Task goal
Filter the entries and keep only the lines where the string "input" appears.

Data for analysis
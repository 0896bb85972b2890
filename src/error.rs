//! Error types for the brewery browser
//!
//! This module defines the error hierarchy for the entire crate.
//! All public APIs return `Result<T, Error>` where Error is defined here.

use thiserror::Error;

/// The main error type for the brewery browser
#[derive(Error, Debug)]
pub enum Error {
    // ============================================================================
    // Configuration Errors
    // ============================================================================
    #[error("Configuration error: {message}")]
    Config { message: String },

    #[error("Invalid config value for '{field}': {message}")]
    InvalidConfigValue { field: String, message: String },

    #[error("Failed to parse YAML: {0}")]
    YamlParse(#[from] serde_yaml::Error),

    // ============================================================================
    // HTTP Errors
    // ============================================================================
    #[error("HTTP request failed: {0}")]
    Http(#[from] reqwest::Error),

    #[error("HTTP {status}: {body}")]
    HttpStatus { status: u16, body: String },

    #[error("Rate limited, retry after {retry_after_seconds}s")]
    RateLimited { retry_after_seconds: u64 },

    #[error("Request timeout after {timeout_ms}ms")]
    Timeout { timeout_ms: u64 },

    #[error("Invalid URL: {0}")]
    InvalidUrl(#[from] url::ParseError),

    // ============================================================================
    // Directory Errors
    // ============================================================================
    #[error("Fetch failed during {operation}: {message}")]
    Fetch { operation: String, message: String },

    #[error("Brewery '{id}' not found")]
    BreweryNotFound { id: String },

    #[error("Failed to decode response: {message}")]
    Decode { message: String },

    // ============================================================================
    // Session Errors
    // ============================================================================
    #[error("Unknown command '{input}' (type 'help' for a list)")]
    UnknownCommand { input: String },

    #[error("Render error: {message}")]
    Render { message: String },

    // ============================================================================
    // I/O Errors
    // ============================================================================
    #[error("IO error: {0}")]
    Io(#[from] std::io::Error),

    #[error("File not found: {path}")]
    FileNotFound { path: String },
}

impl Error {
    /// Create a config error
    pub fn config(message: impl Into<String>) -> Self {
        Self::Config {
            message: message.into(),
        }
    }

    /// Create an invalid config value error
    pub fn invalid_value(field: impl Into<String>, message: impl Into<String>) -> Self {
        Self::InvalidConfigValue {
            field: field.into(),
            message: message.into(),
        }
    }

    /// Create an HTTP status error
    pub fn http_status(status: u16, body: impl Into<String>) -> Self {
        Self::HttpStatus {
            status,
            body: body.into(),
        }
    }

    /// Wrap any failure of a remote call as a fetch failure
    pub fn fetch(operation: impl Into<String>, cause: impl std::fmt::Display) -> Self {
        Self::Fetch {
            operation: operation.into(),
            message: cause.to_string(),
        }
    }

    /// Create a not-found error for a brewery id
    pub fn not_found(id: impl Into<String>) -> Self {
        Self::BreweryNotFound { id: id.into() }
    }

    /// Create a decode error
    pub fn decode(message: impl Into<String>) -> Self {
        Self::Decode {
            message: message.into(),
        }
    }

    /// Create an unknown command error
    pub fn unknown_command(input: impl Into<String>) -> Self {
        Self::UnknownCommand {
            input: input.into(),
        }
    }

    /// Create a render error; renderers report failed output writes this way
    pub fn render(message: impl Into<String>) -> Self {
        Self::Render {
            message: message.into(),
        }
    }

    /// Check if this error is retryable
    pub fn is_retryable(&self) -> bool {
        match self {
            Error::Http(_) | Error::RateLimited { .. } | Error::Timeout { .. } => true,
            Error::HttpStatus { status, .. } => is_retryable_status(*status),
            _ => false,
        }
    }

    /// Check if this error came from a remote call
    pub fn is_fetch_failure(&self) -> bool {
        matches!(self, Error::Fetch { .. } | Error::BreweryNotFound { .. })
    }
}

/// Check if an HTTP status code is retryable
fn is_retryable_status(status: u16) -> bool {
    matches!(status, 429 | 500 | 502 | 503 | 504 | 520..=524)
}

/// Result type alias for the brewery browser
pub type Result<T> = std::result::Result<T, Error>;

Solution
    #[error("Unknown command '{input}' (type 'help' for a list)")]
    UnknownCommand { input: String },
    pub fn unknown_command(input: impl Into<String>) -> Self {
            input: input.into(),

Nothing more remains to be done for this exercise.